[DATA SHOWN — start]

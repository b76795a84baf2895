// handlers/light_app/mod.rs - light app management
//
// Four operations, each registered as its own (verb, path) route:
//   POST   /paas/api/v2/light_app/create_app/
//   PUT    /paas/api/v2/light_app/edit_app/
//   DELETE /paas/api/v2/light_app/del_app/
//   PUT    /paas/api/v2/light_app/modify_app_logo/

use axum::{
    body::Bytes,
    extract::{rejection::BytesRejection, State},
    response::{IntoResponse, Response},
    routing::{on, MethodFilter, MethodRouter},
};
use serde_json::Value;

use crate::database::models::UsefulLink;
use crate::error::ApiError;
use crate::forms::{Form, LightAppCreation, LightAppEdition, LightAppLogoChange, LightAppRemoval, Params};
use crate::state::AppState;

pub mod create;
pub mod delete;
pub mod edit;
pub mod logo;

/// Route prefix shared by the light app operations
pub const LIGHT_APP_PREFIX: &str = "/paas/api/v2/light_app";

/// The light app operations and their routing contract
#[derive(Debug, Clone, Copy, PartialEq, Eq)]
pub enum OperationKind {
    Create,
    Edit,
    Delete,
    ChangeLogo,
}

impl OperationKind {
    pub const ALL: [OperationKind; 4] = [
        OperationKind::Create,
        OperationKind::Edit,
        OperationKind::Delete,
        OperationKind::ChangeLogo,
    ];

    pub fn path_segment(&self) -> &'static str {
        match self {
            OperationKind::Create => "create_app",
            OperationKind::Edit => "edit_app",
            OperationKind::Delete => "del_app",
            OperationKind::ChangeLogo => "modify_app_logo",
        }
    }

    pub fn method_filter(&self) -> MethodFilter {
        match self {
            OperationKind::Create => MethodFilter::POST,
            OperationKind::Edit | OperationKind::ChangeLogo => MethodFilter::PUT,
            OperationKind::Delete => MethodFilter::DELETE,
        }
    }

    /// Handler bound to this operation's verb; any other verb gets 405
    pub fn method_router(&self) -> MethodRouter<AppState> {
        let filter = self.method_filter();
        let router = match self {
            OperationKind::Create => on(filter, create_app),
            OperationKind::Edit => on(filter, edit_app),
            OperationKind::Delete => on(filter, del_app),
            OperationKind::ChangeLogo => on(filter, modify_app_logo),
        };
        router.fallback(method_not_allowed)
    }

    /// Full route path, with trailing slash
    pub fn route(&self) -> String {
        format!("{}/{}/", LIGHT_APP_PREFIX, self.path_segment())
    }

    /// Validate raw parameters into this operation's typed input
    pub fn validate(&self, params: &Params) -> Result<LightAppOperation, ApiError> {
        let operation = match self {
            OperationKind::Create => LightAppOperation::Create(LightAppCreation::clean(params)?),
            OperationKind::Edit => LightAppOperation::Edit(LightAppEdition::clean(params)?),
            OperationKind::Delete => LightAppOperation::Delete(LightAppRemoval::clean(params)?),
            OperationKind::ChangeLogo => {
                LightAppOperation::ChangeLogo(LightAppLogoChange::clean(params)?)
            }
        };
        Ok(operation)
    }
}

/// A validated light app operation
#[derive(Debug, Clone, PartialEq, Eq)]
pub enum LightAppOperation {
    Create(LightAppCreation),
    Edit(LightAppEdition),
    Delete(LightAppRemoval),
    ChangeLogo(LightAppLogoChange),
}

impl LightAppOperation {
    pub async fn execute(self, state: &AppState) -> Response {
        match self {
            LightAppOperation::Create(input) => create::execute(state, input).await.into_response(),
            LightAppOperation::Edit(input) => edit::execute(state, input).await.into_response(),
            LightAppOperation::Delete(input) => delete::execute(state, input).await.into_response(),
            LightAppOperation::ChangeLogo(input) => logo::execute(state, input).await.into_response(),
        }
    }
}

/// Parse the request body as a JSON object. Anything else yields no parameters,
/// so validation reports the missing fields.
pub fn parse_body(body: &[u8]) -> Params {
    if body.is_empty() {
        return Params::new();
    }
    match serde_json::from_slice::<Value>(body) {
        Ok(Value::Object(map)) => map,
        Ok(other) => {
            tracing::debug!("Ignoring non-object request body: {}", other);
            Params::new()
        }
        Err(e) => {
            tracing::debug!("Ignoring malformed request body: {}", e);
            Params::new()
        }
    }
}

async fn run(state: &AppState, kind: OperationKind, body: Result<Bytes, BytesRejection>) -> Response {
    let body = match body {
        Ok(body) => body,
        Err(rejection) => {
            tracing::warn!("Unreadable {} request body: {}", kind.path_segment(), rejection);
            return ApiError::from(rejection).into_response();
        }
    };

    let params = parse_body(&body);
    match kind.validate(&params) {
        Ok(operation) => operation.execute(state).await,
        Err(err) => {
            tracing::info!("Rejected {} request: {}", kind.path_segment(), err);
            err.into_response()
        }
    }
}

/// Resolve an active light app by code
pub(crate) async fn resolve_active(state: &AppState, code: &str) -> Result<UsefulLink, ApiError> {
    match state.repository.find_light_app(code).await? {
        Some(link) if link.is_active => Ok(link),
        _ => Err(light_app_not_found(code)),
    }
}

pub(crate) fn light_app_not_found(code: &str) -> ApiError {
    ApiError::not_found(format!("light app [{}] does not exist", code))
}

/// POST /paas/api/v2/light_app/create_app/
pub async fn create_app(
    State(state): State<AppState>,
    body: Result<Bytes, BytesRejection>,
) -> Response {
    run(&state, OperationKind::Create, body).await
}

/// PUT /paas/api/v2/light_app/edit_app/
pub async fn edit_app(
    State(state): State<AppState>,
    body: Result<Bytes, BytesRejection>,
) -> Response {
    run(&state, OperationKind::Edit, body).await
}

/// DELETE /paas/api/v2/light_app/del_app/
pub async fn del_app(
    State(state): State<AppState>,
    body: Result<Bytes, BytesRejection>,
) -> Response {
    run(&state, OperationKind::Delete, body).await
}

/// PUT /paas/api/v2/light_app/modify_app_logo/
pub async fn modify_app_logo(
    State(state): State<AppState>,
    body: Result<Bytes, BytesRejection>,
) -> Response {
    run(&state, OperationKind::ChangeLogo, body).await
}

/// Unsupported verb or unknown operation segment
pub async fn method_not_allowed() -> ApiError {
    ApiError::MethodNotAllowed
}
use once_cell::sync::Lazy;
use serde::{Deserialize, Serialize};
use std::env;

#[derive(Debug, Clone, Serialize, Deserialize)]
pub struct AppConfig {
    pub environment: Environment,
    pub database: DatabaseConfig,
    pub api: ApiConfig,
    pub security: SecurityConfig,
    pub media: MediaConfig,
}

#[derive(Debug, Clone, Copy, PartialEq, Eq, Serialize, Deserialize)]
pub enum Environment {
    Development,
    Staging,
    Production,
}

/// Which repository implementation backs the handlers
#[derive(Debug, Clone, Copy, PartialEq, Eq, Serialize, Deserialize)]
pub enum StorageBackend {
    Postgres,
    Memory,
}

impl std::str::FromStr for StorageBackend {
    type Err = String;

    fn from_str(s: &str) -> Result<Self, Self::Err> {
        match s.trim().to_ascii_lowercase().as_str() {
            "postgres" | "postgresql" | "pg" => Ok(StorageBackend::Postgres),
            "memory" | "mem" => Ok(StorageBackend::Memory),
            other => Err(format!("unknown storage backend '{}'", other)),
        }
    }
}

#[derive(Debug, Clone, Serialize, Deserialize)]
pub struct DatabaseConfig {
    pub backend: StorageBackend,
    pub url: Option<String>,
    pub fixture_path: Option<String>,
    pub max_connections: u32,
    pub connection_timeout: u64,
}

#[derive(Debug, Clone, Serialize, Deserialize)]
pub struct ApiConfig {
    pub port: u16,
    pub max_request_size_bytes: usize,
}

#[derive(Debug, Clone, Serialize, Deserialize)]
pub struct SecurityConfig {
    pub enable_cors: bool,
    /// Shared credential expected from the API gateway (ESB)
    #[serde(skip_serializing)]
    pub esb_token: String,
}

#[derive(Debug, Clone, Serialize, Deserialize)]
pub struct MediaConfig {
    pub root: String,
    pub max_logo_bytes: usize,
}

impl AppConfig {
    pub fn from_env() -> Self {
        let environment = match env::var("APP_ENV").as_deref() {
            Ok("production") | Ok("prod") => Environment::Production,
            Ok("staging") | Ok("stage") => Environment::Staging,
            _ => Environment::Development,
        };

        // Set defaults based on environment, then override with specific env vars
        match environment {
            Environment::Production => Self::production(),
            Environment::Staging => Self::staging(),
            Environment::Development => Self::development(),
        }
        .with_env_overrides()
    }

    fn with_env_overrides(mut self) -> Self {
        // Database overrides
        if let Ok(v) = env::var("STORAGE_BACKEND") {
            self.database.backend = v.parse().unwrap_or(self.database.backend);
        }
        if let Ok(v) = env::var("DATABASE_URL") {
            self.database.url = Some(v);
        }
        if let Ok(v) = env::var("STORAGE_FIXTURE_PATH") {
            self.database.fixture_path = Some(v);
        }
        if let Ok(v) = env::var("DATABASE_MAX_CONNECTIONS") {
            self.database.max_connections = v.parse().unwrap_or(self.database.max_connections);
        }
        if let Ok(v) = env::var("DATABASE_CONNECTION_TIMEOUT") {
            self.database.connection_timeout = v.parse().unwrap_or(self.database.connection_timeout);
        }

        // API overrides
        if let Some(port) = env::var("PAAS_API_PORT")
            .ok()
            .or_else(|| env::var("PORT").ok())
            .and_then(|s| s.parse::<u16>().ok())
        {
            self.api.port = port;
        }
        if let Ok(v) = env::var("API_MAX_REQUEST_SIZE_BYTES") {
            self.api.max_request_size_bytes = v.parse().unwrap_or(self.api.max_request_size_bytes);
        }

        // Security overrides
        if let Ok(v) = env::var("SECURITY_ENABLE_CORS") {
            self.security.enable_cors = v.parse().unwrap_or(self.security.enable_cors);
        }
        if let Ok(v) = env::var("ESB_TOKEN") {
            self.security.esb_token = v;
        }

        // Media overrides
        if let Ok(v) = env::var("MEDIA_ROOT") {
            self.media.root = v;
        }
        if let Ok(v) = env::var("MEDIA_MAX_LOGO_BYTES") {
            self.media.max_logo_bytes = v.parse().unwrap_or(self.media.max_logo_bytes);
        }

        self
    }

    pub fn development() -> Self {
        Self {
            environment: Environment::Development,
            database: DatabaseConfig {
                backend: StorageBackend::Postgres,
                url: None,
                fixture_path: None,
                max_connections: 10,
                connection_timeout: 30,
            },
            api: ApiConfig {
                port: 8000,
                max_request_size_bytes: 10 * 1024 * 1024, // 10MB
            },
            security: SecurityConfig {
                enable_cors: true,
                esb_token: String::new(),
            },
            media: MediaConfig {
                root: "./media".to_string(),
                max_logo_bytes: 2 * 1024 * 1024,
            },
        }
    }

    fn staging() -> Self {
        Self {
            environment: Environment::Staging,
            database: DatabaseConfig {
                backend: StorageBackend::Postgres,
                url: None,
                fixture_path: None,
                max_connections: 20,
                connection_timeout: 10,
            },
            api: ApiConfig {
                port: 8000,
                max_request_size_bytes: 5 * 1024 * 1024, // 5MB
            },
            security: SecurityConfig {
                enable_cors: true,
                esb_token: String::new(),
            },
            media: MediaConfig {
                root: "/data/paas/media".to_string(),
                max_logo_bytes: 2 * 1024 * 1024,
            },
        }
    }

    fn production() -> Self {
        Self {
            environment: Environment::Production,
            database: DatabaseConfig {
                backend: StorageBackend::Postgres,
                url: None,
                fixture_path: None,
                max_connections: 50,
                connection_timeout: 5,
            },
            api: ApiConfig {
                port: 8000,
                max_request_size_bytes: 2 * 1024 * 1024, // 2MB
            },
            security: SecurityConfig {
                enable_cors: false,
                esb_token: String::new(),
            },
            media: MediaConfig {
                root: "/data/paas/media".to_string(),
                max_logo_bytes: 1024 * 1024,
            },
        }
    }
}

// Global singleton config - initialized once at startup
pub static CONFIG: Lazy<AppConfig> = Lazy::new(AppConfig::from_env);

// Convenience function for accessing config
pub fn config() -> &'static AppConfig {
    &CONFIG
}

[DATA SHOWN — finish]

Lines containing the word "verb": copy each of them from the material.

EXERCISE ANSWER>
// Four operations, each registered as its own (verb, path) route:
    /// Handler bound to this operation's verb; any other verb gets 405
/// Unsupported verb or unknown operation segment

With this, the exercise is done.